■ **PROBLEM DESCRIPTION**
Set down every line of the data, unchanged and complete.

■ **PROVIDED DATA**
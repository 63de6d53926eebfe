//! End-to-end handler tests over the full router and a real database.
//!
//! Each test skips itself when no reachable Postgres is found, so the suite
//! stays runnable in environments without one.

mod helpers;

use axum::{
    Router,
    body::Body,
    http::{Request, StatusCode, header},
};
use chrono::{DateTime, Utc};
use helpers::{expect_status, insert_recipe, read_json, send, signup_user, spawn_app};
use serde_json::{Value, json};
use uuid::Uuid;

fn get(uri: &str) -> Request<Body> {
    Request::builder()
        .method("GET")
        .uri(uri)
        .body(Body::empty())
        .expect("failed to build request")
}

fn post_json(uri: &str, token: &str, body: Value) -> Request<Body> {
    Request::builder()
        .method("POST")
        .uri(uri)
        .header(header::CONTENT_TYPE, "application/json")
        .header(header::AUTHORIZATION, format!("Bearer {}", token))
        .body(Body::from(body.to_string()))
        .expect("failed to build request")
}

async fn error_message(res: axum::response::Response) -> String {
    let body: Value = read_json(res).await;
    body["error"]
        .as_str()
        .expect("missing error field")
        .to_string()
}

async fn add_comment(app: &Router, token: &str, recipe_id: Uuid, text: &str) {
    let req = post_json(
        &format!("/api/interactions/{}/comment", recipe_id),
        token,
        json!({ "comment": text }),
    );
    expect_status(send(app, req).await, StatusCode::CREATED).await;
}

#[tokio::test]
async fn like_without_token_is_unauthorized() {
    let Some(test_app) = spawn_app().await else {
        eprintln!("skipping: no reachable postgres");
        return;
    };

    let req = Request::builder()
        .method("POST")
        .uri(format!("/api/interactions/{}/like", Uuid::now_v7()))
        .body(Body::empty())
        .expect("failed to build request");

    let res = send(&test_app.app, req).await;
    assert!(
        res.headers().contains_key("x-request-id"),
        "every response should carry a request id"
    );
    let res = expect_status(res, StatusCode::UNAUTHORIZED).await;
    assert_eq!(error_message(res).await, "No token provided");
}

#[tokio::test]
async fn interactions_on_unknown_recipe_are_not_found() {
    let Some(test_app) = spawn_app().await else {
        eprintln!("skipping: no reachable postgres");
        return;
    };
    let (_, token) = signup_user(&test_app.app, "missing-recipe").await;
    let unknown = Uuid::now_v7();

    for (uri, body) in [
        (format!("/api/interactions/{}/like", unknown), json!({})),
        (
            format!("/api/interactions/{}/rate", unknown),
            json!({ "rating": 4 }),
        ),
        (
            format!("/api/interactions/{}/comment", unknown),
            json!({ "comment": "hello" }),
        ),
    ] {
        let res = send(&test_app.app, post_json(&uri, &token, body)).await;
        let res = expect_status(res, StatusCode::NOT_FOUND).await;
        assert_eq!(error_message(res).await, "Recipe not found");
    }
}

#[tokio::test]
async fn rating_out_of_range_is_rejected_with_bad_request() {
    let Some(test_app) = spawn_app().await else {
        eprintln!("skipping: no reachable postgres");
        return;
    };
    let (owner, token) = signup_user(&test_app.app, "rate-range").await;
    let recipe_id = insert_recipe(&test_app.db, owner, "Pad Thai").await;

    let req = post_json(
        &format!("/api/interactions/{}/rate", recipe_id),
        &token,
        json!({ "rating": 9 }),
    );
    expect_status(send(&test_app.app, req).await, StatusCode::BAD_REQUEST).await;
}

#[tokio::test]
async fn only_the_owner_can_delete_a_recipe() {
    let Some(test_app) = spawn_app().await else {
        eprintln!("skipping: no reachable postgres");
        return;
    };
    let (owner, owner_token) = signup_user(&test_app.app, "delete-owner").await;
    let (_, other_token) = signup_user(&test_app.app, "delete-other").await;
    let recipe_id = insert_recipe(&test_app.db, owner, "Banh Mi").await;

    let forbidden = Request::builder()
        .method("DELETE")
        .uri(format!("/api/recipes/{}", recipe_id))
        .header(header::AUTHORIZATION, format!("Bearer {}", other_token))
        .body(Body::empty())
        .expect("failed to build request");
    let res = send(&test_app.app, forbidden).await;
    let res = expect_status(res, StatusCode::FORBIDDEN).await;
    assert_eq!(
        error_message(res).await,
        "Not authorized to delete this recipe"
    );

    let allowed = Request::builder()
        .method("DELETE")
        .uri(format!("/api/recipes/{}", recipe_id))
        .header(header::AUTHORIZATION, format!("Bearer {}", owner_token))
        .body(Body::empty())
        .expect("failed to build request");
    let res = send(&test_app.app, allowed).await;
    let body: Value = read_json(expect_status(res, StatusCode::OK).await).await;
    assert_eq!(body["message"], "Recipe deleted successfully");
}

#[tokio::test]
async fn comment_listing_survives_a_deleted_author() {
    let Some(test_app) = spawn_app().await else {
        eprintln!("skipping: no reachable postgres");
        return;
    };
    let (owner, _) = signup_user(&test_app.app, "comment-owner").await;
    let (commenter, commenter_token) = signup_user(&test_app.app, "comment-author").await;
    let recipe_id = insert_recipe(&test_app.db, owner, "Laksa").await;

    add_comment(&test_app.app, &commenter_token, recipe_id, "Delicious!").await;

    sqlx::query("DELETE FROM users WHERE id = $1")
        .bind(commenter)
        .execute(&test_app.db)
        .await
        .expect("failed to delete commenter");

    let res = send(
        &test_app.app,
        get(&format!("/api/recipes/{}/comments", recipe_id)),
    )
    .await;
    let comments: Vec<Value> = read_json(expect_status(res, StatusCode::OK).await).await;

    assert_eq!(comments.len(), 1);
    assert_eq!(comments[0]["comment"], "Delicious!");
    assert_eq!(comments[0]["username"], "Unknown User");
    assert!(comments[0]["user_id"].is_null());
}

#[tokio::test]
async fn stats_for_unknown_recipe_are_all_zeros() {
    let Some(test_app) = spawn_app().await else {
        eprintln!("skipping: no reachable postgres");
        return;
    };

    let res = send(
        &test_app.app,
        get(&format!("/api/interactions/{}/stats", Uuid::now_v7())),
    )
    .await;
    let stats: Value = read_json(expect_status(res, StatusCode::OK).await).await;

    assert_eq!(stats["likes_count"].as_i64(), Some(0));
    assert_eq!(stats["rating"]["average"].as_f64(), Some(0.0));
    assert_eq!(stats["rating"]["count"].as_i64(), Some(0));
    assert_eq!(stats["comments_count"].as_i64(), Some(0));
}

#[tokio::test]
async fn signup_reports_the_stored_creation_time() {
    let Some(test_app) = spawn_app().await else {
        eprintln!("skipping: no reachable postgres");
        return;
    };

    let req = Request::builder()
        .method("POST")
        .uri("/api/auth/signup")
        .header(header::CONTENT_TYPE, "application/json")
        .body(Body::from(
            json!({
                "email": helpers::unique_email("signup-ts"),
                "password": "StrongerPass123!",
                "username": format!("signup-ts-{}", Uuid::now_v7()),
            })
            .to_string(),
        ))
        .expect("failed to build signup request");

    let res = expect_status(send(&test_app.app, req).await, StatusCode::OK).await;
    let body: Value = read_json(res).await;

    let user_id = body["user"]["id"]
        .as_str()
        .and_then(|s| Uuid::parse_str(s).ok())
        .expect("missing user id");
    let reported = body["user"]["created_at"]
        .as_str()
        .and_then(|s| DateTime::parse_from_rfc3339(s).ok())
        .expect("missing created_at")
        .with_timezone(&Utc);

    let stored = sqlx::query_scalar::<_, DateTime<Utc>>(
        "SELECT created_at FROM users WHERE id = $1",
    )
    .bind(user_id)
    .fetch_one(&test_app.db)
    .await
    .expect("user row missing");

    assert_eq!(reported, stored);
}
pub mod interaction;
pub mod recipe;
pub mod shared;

■ **RESULT OF THE TASK**
repository 63de6d53926eebfe
//! End-to-end handler tests over the full router and a real database.
//!
//! Each test skips itself when no reachable Postgres is found, so the suite
//! stays runnable in environments without one.

mod helpers;

use axum::{
    Router,
    body::Body,
    http::{Request, StatusCode, header},
};
use chrono::{DateTime, Utc};
use helpers::{expect_status, insert_recipe, read_json, send, signup_user, spawn_app};
use serde_json::{Value, json};
use uuid::Uuid;

fn get(uri: &str) -> Request<Body> {
    Request::builder()
        .method("GET")
        .uri(uri)
        .body(Body::empty())
        .expect("failed to build request")
}

fn post_json(uri: &str, token: &str, body: Value) -> Request<Body> {
    Request::builder()
        .method("POST")
        .uri(uri)
        .header(header::CONTENT_TYPE, "application/json")
        .header(header::AUTHORIZATION, format!("Bearer {}", token))
        .body(Body::from(body.to_string()))
        .expect("failed to build request")
}

async fn error_message(res: axum::response::Response) -> String {
    let body: Value = read_json(res).await;
    body["error"]
        .as_str()
        .expect("missing error field")
        .to_string()
}

async fn add_comment(app: &Router, token: &str, recipe_id: Uuid, text: &str) {
    let req = post_json(
        &format!("/api/interactions/{}/comment", recipe_id),
        token,
        json!({ "comment": text }),
    );
    expect_status(send(app, req).await, StatusCode::CREATED).await;
}

#[tokio::test]
async fn like_without_token_is_unauthorized() {
    let Some(test_app) = spawn_app().await else {
        eprintln!("skipping: no reachable postgres");
        return;
    };

    let req = Request::builder()
        .method("POST")
        .uri(format!("/api/interactions/{}/like", Uuid::now_v7()))
        .body(Body::empty())
        .expect("failed to build request");

    let res = send(&test_app.app, req).await;
    assert!(
        res.headers().contains_key("x-request-id"),
        "every response should carry a request id"
    );
    let res = expect_status(res, StatusCode::UNAUTHORIZED).await;
    assert_eq!(error_message(res).await, "No token provided");
}

#[tokio::test]
async fn interactions_on_unknown_recipe_are_not_found() {
    let Some(test_app) = spawn_app().await else {
        eprintln!("skipping: no reachable postgres");
        return;
    };
    let (_, token) = signup_user(&test_app.app, "missing-recipe").await;
    let unknown = Uuid::now_v7();

    for (uri, body) in [
        (format!("/api/interactions/{}/like", unknown), json!({})),
        (
            format!("/api/interactions/{}/rate", unknown),
            json!({ "rating": 4 }),
        ),
        (
            format!("/api/interactions/{}/comment", unknown),
            json!({ "comment": "hello" }),
        ),
    ] {
        let res = send(&test_app.app, post_json(&uri, &token, body)).await;
        let res = expect_status(res, StatusCode::NOT_FOUND).await;
        assert_eq!(error_message(res).await, "Recipe not found");
    }
}

#[tokio::test]
async fn rating_out_of_range_is_rejected_with_bad_request() {
    let Some(test_app) = spawn_app().await else {
        eprintln!("skipping: no reachable postgres");
        return;
    };
    let (owner, token) = signup_user(&test_app.app, "rate-range").await;
    let recipe_id = insert_recipe(&test_app.db, owner, "Pad Thai").await;

    let req = post_json(
        &format!("/api/interactions/{}/rate", recipe_id),
        &token,
        json!({ "rating": 9 }),
    );
    expect_status(send(&test_app.app, req).await, StatusCode::BAD_REQUEST).await;
}

#[tokio::test]
async fn only_the_owner_can_delete_a_recipe() {
    let Some(test_app) = spawn_app().await else {
        eprintln!("skipping: no reachable postgres");
        return;
    };
    let (owner, owner_token) = signup_user(&test_app.app, "delete-owner").await;
    let (_, other_token) = signup_user(&test_app.app, "delete-other").await;
    let recipe_id = insert_recipe(&test_app.db, owner, "Banh Mi").await;

    let forbidden = Request::builder()
        .method("DELETE")
        .uri(format!("/api/recipes/{}", recipe_id))
        .header(header::AUTHORIZATION, format!("Bearer {}", other_token))
        .body(Body::empty())
        .expect("failed to build request");
    let res = send(&test_app.app, forbidden).await;
    let res = expect_status(res, StatusCode::FORBIDDEN).await;
    assert_eq!(
        error_message(res).await,
        "Not authorized to delete this recipe"
    );

    let allowed = Request::builder()
        .method("DELETE")
        .uri(format!("/api/recipes/{}", recipe_id))
        .header(header::AUTHORIZATION, format!("Bearer {}", owner_token))
        .body(Body::empty())
        .expect("failed to build request");
    let res = send(&test_app.app, allowed).await;
    let body: Value = read_json(expect_status(res, StatusCode::OK).await).await;
    assert_eq!(body["message"], "Recipe deleted successfully");
}

#[tokio::test]
async fn comment_listing_survives_a_deleted_author() {
    let Some(test_app) = spawn_app().await else {
        eprintln!("skipping: no reachable postgres");
        return;
    };
    let (owner, _) = signup_user(&test_app.app, "comment-owner").await;
    let (commenter, commenter_token) = signup_user(&test_app.app, "comment-author").await;
    let recipe_id = insert_recipe(&test_app.db, owner, "Laksa").await;

    add_comment(&test_app.app, &commenter_token, recipe_id, "Delicious!").await;

    sqlx::query("DELETE FROM users WHERE id = $1")
        .bind(commenter)
        .execute(&test_app.db)
        .await
        .expect("failed to delete commenter");

    let res = send(
        &test_app.app,
        get(&format!("/api/recipes/{}/comments", recipe_id)),
    )
    .await;
    let comments: Vec<Value> = read_json(expect_status(res, StatusCode::OK).await).await;

    assert_eq!(comments.len(), 1);
    assert_eq!(comments[0]["comment"], "Delicious!");
    assert_eq!(comments[0]["username"], "Unknown User");
    assert!(comments[0]["user_id"].is_null());
}

#[tokio::test]
async fn stats_for_unknown_recipe_are_all_zeros() {
    let Some(test_app) = spawn_app().await else {
        eprintln!("skipping: no reachable postgres");
        return;
    };

    let res = send(
        &test_app.app,
        get(&format!("/api/interactions/{}/stats", Uuid::now_v7())),
    )
    .await;
    let stats: Value = read_json(expect_status(res, StatusCode::OK).await).await;

    assert_eq!(stats["likes_count"].as_i64(), Some(0));
    assert_eq!(stats["rating"]["average"].as_f64(), Some(0.0));
    assert_eq!(stats["rating"]["count"].as_i64(), Some(0));
    assert_eq!(stats["comments_count"].as_i64(), Some(0));
}

#[tokio::test]
async fn signup_reports_the_stored_creation_time() {
    let Some(test_app) = spawn_app().await else {
        eprintln!("skipping: no reachable postgres");
        return;
    };

    let req = Request::builder()
        .method("POST")
        .uri("/api/auth/signup")
        .header(header::CONTENT_TYPE, "application/json")
        .body(Body::from(
            json!({
                "email": helpers::unique_email("signup-ts"),
                "password": "StrongerPass123!",
                "username": format!("signup-ts-{}", Uuid::now_v7()),
            })
            .to_string(),
        ))
        .expect("failed to build signup request");

    let res = expect_status(send(&test_app.app, req).await, StatusCode::OK).await;
    let body: Value = read_json(res).await;

    let user_id = body["user"]["id"]
        .as_str()
        .and_then(|s| Uuid::parse_str(s).ok())
        .expect("missing user id");
    let reported = body["user"]["created_at"]
        .as_str()
        .and_then(|s| DateTime::parse_from_rfc3339(s).ok())
        .expect("missing created_at")
        .with_timezone(&Utc);

    let stored = sqlx::query_scalar::<_, DateTime<Utc>>(
        "SELECT created_at FROM users WHERE id = $1",
    )
    .bind(user_id)
    .fetch_one(&test_app.db)
    .await
    .expect("user row missing");

    assert_eq!(reported, stored);
}
pub mod interaction;
pub mod recipe;
pub mod shared;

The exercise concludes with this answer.